NMP urges Government to clarify Bayu Undan revenue

The National Mobilization Party (NMP) has urged the government to clarify to the people the revenue from the Bayu Undan oil field, with the reasoning that as this money belongs to the people, it is their right to know how much is coming in. Speaking to TP on Tuesday, NMP President Alberto Pires said that the amount of petroleum income for between December 2004 and August 2005 is as yet unclear.
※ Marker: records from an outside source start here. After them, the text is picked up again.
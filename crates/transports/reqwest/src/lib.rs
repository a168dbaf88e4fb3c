use crate::core::error::{build_http_status_transport_error, TransportError};
use crate::core::transport::{
    emit_transport_event, ByteStream, HttpTransport, TransportBody, TransportConfig,
    TransportEvent,
};
use async_trait::async_trait;
use futures_util::StreamExt;
use reqwest::{Client, RequestBuilder, Response, StatusCode};
use serde_json::Value;
use std::error::Error as StdError;
use std::time::{Duration, Instant, SystemTime};
use tracing::debug;

pub struct ReqwestTransport {
    client: Client,
}

impl ReqwestTransport {
    fn configure_builder(
        mut builder: reqwest::ClientBuilder,
        cfg: &TransportConfig,
    ) -> reqwest::ClientBuilder {
        builder = builder
            .tcp_keepalive(Some(Duration::from_secs(60)))
            .pool_idle_timeout(Duration::from_secs(90));
        if let Some(req_timeout) = cfg.request_timeout {
            builder = builder.timeout(req_timeout);
        }
        builder.connect_timeout(cfg.connect_timeout)
    }

    fn try_new_with_builder(
        cfg: &TransportConfig,
        builder: reqwest::ClientBuilder,
    ) -> Result<Self, TransportError> {
        let builder = Self::configure_builder(builder, cfg);
        let client = builder.build().map_err(|err| {
            TransportError::Other(format!(
                "reqwest client build failed: {}",
                format_reqwest_error_chain(&err)
            ))
        })?;
        Ok(Self { client })
    }

    fn new_with_builder(cfg: &TransportConfig, builder: reqwest::ClientBuilder) -> Self {
        match Self::try_new_with_builder(cfg, builder) {
            Ok(transport) => transport,
            Err(err) => {
                debug!(
                    target: "chat_stream::transport::reqwest",
                    error = %err,
                    "falling back to reqwest::Client::new after transport init failure"
                );
                Self {
                    client: Client::new(),
                }
            }
        }
    }

    pub fn try_new(cfg: &TransportConfig) -> Result<Self, TransportError> {
        Self::try_new_with_builder(cfg, Client::builder())
    }

    pub fn new(cfg: &TransportConfig) -> Self {
        Self::new_with_builder(cfg, Client::builder())
    }
}

impl Default for ReqwestTransport {
    fn default() -> Self {
        Self::new(&TransportConfig::default())
    }
}

/// What was sent, kept around so every exit path can report it.
struct RequestRecord {
    started_at: SystemTime,
    start_instant: Instant,
    method: String,
    url: String,
    headers: Vec<(String, String)>,
    body: Option<TransportBody>,
    is_stream: bool,
}

impl RequestRecord {
    fn capture(
        req: &RequestBuilder,
        fallback_url: &str,
        body: Option<Value>,
        stream: bool,
    ) -> Self {
        let snapshot = req.try_clone().and_then(|r| r.build().ok());
        let (method, url, headers) = match snapshot.as_ref() {
            Some(built) => (
                built.method().to_string(),
                built.url().to_string(),
                header_pairs(built.headers()),
            ),
            None => (
                if body.is_some() { "POST" } else { "GET" }.to_string(),
                fallback_url.to_string(),
                Vec::new(),
            ),
        };
        Self {
            started_at: SystemTime::now(),
            start_instant: Instant::now(),
            method,
            url,
            headers,
            body: body.map(TransportBody::Json),
            is_stream: stream,
        }
    }

    fn emit(
        self,
        status: Option<u16>,
        response_headers: Vec<(String, String)>,
        response_body: Option<TransportBody>,
        error: Option<String>,
    ) {
        let response_size = match &response_body {
            Some(TransportBody::Text(text)) => Some(text.len()),
            Some(TransportBody::Json(json)) => Some(json.to_string().len()),
            None => None,
        };
        emit_transport_event(TransportEvent {
            started_at: self.started_at,
            latency: Some(self.start_instant.elapsed()),
            method: self.method,
            url: self.url,
            status,
            request_headers: self.headers,
            response_headers,
            request_body: self.body,
            response_body,
            response_size,
            error,
            is_stream: self.is_stream,
        });
    }
}

async fn send_recorded(
    req: RequestBuilder,
    record: RequestRecord,
    cfg: &TransportConfig,
) -> Result<(Response, RequestRecord), TransportError> {
    match req.send().await {
        Ok(resp) => Ok((resp, record)),
        Err(e) => {
            let detail = format_reqwest_error_chain(&e);
            debug!(target: "chat_stream::transport::reqwest", %detail, "reqwest send failed");
            record.emit(None, Vec::new(), None, Some(detail.clone()));
            Err(if e.is_connect() {
                TransportError::Network(format!("connect: {detail}"))
            } else if e.is_timeout() {
                TransportError::ConnectTimeout(cfg.connect_timeout)
            } else {
                TransportError::Network(detail)
            })
        }
    }
}

/// Drain a non-success response into `TransportError::HttpStatus`.
async fn status_error(resp: Response, record: RequestRecord) -> TransportError {
    let status = resp.status().as_u16();
    let res_headers = header_pairs(resp.headers());
    let body_text = resp.text().await.unwrap_or_default();
    let err = build_http_status_transport_error(status, body_text.clone(), res_headers.clone());
    record.emit(
        Some(status),
        res_headers,
        Some(TransportBody::Text(body_text)),
        Some(err.to_string()),
    );
    err
}

fn has_no_body(status: StatusCode, content_length: Option<u64>) -> bool {
    status == StatusCode::NO_CONTENT || content_length == Some(0)
}

#[async_trait]
impl HttpTransport for ReqwestTransport {
    type StreamResponse = (ByteStream, Vec<(String, String)>);

    fn into_stream(resp: Self::StreamResponse) -> (ByteStream, Vec<(String, String)>) {
        resp
    }

    async fn post_json_stream(
        &self,
        url: &str,
        headers: &[(String, String)],
        body: &Value,
        cfg: &TransportConfig,
    ) -> Result<Self::StreamResponse, TransportError> {
        let mut req = self.client.post(url).json(body);
        for (k, v) in headers {
            // .json() already sets it
            if !k.eq_ignore_ascii_case("content-type") {
                req = req.header(k, v);
            }
        }

        let record = RequestRecord::capture(&req, url, Some(body.clone()), true);
        let (resp, record) = send_recorded(req, record, cfg).await?;

        let status = resp.status();
        if !status.is_success() {
            return Err(status_error(resp, record).await);
        }

        let res_headers = header_pairs(resp.headers());
        if has_no_body(status, resp.content_length()) {
            let err = TransportError::MissingBody;
            record.emit(
                Some(status.as_u16()),
                res_headers,
                None,
                Some(err.to_string()),
            );
            return Err(err);
        }
        record.emit(Some(status.as_u16()), res_headers.clone(), None, None);

        let idle = cfg.idle_read_timeout;
        let mut inner = resp.bytes_stream();
        let s = async_stream::try_stream! {
            loop {
                let next = tokio::time::timeout(idle, inner.next()).await;
                match next {
                    Err(_) => Err(TransportError::IdleReadTimeout(idle))?,
                    Ok(None) => break,
                    Ok(Some(Err(e))) => {
                        if e.is_timeout() { Err(TransportError::IdleReadTimeout(idle))?; }
                        else { Err(TransportError::BodyRead(format_reqwest_error_chain(&e)))?; }
                    }
                    Ok(Some(Ok(bytes))) => { yield bytes; }
                }
            }
        };
        Ok((Box::pin(s), res_headers))
    }

    async fn get_json(
        &self,
        url: &str,
        headers: &[(String, String)],
        cfg: &TransportConfig,
    ) -> Result<(Value, Vec<(String, String)>), TransportError> {
        let mut req = self.client.get(url);
        for (k, v) in headers {
            req = req.header(k, v);
        }

        let record = RequestRecord::capture(&req, url, None, false);
        let (resp, record) = send_recorded(req, record, cfg).await?;

        let status = resp.status();
        if !status.is_success() {
            return Err(status_error(resp, record).await);
        }

        let res_headers = header_pairs(resp.headers());
        let text = resp
            .text()
            .await
            .map_err(|e| TransportError::BodyRead(e.to_string()))?;
        let json: Value = serde_json::from_str(&text)
            .map_err(|_| TransportError::BodyRead("invalid json".into()))?;
        record.emit(
            Some(status.as_u16()),
            res_headers.clone(),
            Some(TransportBody::Json(json.clone())),
            None,
        );
        Ok((json, res_headers))
    }
}

fn header_pairs(headers: &http::HeaderMap) -> Vec<(String, String)> {
    headers
        .iter()
        .map(|(name, value)| {
            (
                name.to_string(),
                value.to_str().unwrap_or_default().to_string(),
            )
        })
        .collect()
}

fn format_reqwest_error_chain(err: &reqwest::Error) -> String {
    let mut out = err.to_string();
    let mut current = err.source();
    while let Some(src) = current {
        out.push_str(": ");
        out.push_str(&src.to_string());
        current = src.source();
    }
    out
}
He requested that the President be the one to clarify this, as he has the final authority to answer to the Timorese people. (TP)
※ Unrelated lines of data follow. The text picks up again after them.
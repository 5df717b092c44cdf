//! Centralised histree path resolution.
//!
//! When `HISTREE_HOME` is set, it replaces **all** platform-native user
//! directories (config and data).
//!
//! Priority for the user-level base directory:
//!   1. `HISTREE_HOME` env var (if set and non-empty)
//!   2. `dirs::config_dir().map(|d| d.join("histree"))` (platform default)
//!
//! The database location is resolved by [`crate::config::Config::db_path`],
//! which layers the `--db` flag and the config file on top of
//! [`default_db_path`].

use std::path::{Component, Path, PathBuf};

use anyhow::Context as _;

/// Return the `HISTREE_HOME` path when set and non-empty, otherwise fall
/// through to the platform-native `dirs_fallback`.
fn resolve_user_path(dirs_fallback: Option<PathBuf>) -> Option<PathBuf> {
    if let Ok(home) = std::env::var("HISTREE_HOME")
        && !home.is_empty()
    {
        return Some(PathBuf::from(home));
    }
    dirs_fallback
}

/// Returns the histree user-level config directory (holds `config.toml`).
pub fn user_dir() -> Option<PathBuf> {
    resolve_user_path(dirs::config_dir().map(|d| d.join("histree")))
}

/// Returns the base directory for data files (the history database).
///
/// When `HISTREE_HOME` is set, identical to `user_dir()`.
pub fn user_data_dir() -> Option<PathBuf> {
    resolve_user_path(dirs::data_local_dir().map(|d| d.join("histree")))
}

/// Database path used when neither `--db` nor the config file names one.
pub fn default_db_path() -> Option<PathBuf> {
    user_data_dir().map(|d| d.join("histree.db"))
}

/// Lexically clean `path`: drop `.` segments, resolve `..` against the
/// preceding segment, collapse repeated separators and strip a trailing
/// separator. The filesystem is never consulted, so symlinks are kept as-is.
pub fn clean(path: &Path) -> PathBuf {
    let mut out = PathBuf::new();
    for component in path.components() {
        match component {
            Component::CurDir => {}
            Component::ParentDir => match out.components().next_back() {
                Some(Component::Normal(_)) => {
                    out.pop();
                }
                // `..` at the root stays at the root.
                Some(Component::RootDir | Component::Prefix(_)) => {}
                _ => out.push(".."),
            },
            other => out.push(other.as_os_str()),
        }
    }
    if out.as_os_str().is_empty() {
        out.push(".");
    }
    out
}

/// Make `path` absolute against `base` (when relative) and clean it.
pub fn absolutize_from(path: &Path, base: &Path) -> PathBuf {
    if path.is_absolute() {
        clean(path)
    } else {
        clean(&base.join(path))
    }
}

/// Make `path` absolute against the current working directory and clean it.
///
/// # Errors
/// Returns an error if the path is relative and the working directory cannot
/// be determined.
pub fn absolutize(path: &Path) -> anyhow::Result<PathBuf> {
    if path.is_absolute() {
        return Ok(clean(path));
    }
    let cwd = std::env::current_dir().context("determine current directory")?;
    Ok(absolutize_from(path, &cwd))
}

#[cfg(test)]
#[allow(clippy::unwrap_used)]
mod tests {
    use serial_test::serial;

    use super::*;

    fn set_histree_home(val: &str) {
        // SAFETY: test-only env mutation; #[serial] prevents races.
        unsafe { std::env::set_var("HISTREE_HOME", val) };
    }

    fn clear_histree_home() {
        unsafe { std::env::remove_var("HISTREE_HOME") };
    }

    #[test]
    #[serial]
    fn user_dir_uses_histree_home_when_set() {
        set_histree_home("/custom/histree/home");
        let result = user_dir();
        clear_histree_home();
        assert_eq!(result, Some(PathBuf::from("/custom/histree/home")));
    }

    #[test]
    #[serial]
    fn user_dir_ignores_empty_histree_home() {
        set_histree_home("");
        let result = user_dir();
        clear_histree_home();
        if let Some(p) = result {
            assert_ne!(p, PathBuf::from(""));
        }
    }

    #[test]
    #[serial]
    fn default_db_path_lives_under_histree_home() {
        set_histree_home("/unified/home");
        let db = default_db_path();
        let config = user_dir();
        clear_histree_home();
        assert_eq!(db, Some(PathBuf::from("/unified/home/histree.db")));
        assert_eq!(config, Some(PathBuf::from("/unified/home")));
    }

    #[test]
    #[serial]
    fn user_data_dir_fallback_matches_dirs_crate() {
        clear_histree_home();
        assert_eq!(
            user_data_dir(),
            dirs::data_local_dir().map(|d| d.join("histree"))
        );
    }

    #[test]
    fn clean_collapses_dot_segments_and_separators() {
        assert_eq!(
            clean(Path::new("/home//user/./projects/../work/")),
            PathBuf::from("/home/user/work")
        );
    }

    #[test]
    fn clean_keeps_parent_dir_at_root() {
        assert_eq!(clean(Path::new("/../tmp")), PathBuf::from("/tmp"));
        assert_eq!(clean(Path::new("/")), PathBuf::from("/"));
    }

    #[test]
    fn clean_relative_path_keeps_leading_parents() {
        assert_eq!(clean(Path::new("../a/./b/..")), PathBuf::from("../a"));
        assert_eq!(clean(Path::new("./")), PathBuf::from("."));
    }

    #[test]
    fn absolutize_from_joins_relative_paths() {
        assert_eq!(
            absolutize_from(Path::new("../renamed"), Path::new("/home/user/old")),
            PathBuf::from("/home/user/renamed")
        );
        assert_eq!(
            absolutize_from(Path::new("/srv/app/"), Path::new("/ignored")),
            PathBuf::from("/srv/app")
        );
    }

    #[test]
    fn absolutize_returns_absolute_path() {
        let p = absolutize(Path::new("some/dir")).unwrap();
        assert!(p.is_absolute());
        assert!(p.ends_with("some/dir"));
    }
}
Transparent Society Institute to be established

A branch of the Transparent Society Institute, a US organization headed by George Soros, will open in Timor-Leste, in order to monitor the implementation of the Petroleum Fund Law.

Commenting on the petroleum issue, Soros told journalists on Wednesday before returning to the US that Timor-Leste's petroleum fund law is advantageous for the future of the country, as it establishes a transparent culture with a quarterly reporting system. He emphasized the importance of civil society control over the petroleum income, and he commented on the value of Oil Watch's involvement in the issue also. During his stay in Timor- Leste, Soros met with the Prime Minister, the Foreign Minister, Minister of State, President of the National Parliament, government officials and members of civil society. (STL)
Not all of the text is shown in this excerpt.